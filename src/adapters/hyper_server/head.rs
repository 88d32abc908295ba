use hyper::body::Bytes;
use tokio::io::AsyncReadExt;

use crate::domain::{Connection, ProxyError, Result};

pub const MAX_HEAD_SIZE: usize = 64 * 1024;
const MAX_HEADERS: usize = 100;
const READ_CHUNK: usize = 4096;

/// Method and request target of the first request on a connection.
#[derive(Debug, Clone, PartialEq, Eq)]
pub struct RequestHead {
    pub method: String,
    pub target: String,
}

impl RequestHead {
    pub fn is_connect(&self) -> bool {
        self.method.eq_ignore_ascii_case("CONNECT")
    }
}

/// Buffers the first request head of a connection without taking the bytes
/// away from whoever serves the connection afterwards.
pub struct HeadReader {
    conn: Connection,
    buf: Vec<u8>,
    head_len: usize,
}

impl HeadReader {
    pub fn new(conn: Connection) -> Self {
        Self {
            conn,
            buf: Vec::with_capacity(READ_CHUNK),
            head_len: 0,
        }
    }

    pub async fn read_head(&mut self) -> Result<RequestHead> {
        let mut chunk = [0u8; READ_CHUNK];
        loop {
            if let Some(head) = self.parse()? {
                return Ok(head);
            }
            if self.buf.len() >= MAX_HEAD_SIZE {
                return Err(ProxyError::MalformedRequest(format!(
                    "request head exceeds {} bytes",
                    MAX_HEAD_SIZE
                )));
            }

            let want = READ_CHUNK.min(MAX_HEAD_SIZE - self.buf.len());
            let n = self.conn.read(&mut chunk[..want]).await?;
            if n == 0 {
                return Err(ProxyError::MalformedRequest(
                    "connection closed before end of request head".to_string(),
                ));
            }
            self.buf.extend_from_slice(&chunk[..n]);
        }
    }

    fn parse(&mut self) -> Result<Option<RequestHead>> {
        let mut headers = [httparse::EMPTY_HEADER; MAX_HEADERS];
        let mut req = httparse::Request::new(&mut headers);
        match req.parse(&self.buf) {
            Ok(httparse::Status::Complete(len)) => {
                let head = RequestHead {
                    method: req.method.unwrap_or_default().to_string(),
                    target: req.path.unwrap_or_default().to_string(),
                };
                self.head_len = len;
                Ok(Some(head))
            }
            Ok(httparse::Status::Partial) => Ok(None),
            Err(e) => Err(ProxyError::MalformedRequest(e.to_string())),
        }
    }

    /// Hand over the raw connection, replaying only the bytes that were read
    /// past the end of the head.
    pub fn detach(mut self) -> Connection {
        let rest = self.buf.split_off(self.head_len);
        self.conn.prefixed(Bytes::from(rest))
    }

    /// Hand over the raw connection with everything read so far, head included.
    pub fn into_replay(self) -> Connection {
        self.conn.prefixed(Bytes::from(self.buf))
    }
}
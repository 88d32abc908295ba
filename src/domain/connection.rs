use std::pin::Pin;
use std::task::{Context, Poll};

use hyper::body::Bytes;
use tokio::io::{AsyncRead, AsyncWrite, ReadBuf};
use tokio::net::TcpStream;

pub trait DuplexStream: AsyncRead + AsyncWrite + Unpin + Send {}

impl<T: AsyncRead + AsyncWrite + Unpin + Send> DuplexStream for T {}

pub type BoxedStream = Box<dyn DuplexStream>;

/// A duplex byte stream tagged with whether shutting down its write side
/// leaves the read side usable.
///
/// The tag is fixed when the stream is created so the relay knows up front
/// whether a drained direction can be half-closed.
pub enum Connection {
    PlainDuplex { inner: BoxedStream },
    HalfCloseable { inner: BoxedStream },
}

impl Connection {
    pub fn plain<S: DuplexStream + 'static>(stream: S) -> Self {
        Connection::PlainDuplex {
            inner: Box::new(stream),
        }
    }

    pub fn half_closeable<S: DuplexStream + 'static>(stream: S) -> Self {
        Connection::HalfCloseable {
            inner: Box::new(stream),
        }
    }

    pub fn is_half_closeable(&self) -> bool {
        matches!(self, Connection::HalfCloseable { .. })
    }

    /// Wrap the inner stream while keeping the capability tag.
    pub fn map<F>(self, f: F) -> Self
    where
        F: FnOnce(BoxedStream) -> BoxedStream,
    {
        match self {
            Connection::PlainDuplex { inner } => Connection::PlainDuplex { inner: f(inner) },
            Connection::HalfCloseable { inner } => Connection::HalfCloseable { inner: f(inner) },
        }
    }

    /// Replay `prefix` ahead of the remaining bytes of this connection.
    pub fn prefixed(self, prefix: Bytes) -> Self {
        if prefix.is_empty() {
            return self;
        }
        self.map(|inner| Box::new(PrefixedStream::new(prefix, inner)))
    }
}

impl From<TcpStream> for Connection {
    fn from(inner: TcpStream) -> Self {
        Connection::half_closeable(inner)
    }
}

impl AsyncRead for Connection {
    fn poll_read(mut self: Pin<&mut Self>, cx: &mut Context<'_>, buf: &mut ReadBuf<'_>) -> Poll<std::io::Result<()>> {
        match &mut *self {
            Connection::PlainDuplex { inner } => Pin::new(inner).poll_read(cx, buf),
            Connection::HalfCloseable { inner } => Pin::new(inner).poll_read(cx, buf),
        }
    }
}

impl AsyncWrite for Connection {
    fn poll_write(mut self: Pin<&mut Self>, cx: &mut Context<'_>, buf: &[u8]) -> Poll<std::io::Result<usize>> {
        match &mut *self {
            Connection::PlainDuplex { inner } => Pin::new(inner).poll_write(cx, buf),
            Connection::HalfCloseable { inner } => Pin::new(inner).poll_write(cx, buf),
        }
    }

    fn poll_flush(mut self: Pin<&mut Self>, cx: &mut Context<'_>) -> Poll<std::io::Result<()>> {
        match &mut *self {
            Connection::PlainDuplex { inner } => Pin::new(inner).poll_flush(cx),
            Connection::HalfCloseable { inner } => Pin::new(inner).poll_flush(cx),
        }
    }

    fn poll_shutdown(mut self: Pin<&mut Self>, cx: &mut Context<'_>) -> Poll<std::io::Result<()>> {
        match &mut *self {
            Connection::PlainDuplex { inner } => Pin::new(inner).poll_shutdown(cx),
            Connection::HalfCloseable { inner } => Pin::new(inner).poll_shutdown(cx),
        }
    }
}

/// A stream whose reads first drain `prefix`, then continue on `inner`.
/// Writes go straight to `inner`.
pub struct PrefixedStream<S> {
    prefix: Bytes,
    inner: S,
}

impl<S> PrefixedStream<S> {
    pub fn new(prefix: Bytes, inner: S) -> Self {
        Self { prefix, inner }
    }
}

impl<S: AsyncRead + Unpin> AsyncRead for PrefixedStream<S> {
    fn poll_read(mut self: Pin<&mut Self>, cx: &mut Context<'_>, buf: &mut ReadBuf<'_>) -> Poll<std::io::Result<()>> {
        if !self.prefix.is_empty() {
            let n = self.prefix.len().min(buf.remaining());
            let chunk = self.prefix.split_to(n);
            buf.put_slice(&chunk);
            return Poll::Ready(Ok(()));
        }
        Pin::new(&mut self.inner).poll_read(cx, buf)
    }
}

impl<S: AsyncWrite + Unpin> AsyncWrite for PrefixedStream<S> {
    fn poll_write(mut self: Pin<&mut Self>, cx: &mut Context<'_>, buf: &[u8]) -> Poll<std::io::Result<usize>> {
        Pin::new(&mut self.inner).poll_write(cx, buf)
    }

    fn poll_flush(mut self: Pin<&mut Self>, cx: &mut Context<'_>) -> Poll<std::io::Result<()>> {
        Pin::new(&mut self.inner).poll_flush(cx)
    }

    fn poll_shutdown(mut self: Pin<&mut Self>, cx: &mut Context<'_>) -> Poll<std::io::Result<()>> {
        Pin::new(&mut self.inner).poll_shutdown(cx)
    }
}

==

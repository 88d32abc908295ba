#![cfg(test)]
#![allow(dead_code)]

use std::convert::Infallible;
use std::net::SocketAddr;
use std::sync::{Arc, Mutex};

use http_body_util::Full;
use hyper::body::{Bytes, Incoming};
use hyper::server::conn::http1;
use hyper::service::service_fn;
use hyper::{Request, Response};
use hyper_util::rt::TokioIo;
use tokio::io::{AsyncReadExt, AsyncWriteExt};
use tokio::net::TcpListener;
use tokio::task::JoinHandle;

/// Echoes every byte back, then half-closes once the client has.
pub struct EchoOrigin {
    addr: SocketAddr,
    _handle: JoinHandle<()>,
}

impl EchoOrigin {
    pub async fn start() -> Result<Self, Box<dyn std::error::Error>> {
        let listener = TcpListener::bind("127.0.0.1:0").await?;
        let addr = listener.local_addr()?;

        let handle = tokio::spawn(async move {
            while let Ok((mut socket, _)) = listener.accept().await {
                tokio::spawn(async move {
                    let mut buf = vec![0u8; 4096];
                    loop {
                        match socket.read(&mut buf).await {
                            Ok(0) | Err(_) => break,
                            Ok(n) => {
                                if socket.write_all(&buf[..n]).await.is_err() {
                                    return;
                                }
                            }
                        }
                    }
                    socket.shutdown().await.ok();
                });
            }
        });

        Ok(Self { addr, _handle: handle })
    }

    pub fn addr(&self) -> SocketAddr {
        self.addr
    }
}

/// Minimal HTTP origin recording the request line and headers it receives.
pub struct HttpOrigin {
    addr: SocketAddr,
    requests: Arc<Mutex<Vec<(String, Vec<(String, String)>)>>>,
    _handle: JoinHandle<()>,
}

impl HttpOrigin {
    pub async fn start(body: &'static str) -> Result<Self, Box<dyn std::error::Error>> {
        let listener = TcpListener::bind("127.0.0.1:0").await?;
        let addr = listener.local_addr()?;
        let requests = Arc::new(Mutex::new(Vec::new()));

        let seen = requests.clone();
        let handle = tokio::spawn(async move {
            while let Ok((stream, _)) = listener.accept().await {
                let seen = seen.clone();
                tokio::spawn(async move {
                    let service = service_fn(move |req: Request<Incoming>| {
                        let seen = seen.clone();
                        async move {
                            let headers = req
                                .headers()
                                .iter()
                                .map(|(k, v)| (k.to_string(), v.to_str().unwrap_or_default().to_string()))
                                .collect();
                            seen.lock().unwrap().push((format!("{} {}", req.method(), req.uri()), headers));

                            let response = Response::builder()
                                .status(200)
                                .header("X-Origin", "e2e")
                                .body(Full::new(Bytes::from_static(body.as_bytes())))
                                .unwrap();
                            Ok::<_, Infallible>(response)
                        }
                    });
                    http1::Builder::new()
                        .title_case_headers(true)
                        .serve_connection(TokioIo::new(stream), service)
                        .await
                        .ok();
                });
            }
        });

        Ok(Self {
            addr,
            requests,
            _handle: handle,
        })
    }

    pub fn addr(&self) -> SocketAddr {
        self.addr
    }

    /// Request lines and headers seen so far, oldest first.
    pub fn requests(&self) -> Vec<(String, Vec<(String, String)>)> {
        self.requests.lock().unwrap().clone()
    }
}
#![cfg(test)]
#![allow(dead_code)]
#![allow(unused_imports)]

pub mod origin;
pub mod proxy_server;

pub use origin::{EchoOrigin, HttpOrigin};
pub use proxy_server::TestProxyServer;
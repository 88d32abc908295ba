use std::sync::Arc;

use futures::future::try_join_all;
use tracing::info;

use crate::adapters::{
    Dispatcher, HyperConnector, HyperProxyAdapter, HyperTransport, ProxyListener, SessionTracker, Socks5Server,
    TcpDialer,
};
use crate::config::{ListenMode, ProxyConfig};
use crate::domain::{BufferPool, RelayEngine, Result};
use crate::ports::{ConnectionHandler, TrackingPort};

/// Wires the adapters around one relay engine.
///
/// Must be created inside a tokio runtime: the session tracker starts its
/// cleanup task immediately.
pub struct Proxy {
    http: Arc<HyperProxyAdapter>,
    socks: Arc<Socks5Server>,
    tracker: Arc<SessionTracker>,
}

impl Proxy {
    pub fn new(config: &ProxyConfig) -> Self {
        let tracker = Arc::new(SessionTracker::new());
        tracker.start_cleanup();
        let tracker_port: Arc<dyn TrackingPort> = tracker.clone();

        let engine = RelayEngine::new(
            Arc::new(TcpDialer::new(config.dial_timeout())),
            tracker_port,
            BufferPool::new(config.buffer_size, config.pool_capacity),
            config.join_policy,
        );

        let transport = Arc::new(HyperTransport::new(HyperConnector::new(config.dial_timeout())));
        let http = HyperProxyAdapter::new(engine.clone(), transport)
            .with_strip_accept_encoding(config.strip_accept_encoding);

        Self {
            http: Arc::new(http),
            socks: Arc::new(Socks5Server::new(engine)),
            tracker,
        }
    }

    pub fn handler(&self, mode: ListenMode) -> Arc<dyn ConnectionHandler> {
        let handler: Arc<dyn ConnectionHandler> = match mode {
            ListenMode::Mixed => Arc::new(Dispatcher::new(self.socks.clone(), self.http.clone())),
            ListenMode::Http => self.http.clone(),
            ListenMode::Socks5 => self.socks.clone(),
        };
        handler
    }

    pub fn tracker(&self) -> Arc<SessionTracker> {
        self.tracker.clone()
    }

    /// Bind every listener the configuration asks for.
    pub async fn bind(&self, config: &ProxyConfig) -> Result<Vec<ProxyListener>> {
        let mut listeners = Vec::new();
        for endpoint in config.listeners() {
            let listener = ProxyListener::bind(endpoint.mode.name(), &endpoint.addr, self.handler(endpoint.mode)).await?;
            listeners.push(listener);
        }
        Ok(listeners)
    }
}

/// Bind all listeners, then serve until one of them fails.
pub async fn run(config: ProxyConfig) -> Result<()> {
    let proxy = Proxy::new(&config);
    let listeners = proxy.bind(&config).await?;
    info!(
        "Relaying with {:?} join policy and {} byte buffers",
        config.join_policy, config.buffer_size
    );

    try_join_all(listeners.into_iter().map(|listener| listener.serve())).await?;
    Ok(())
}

How to complete this task → Using the entries above, find all lines with "Mutex". Copy them.

Solution to this exercise →
use std::sync::{Arc, Mutex};
    requests: Arc<Mutex<Vec<(String, Vec<(String, String)>)>>>,
        let requests = Arc::new(Mutex::new(Vec::new()));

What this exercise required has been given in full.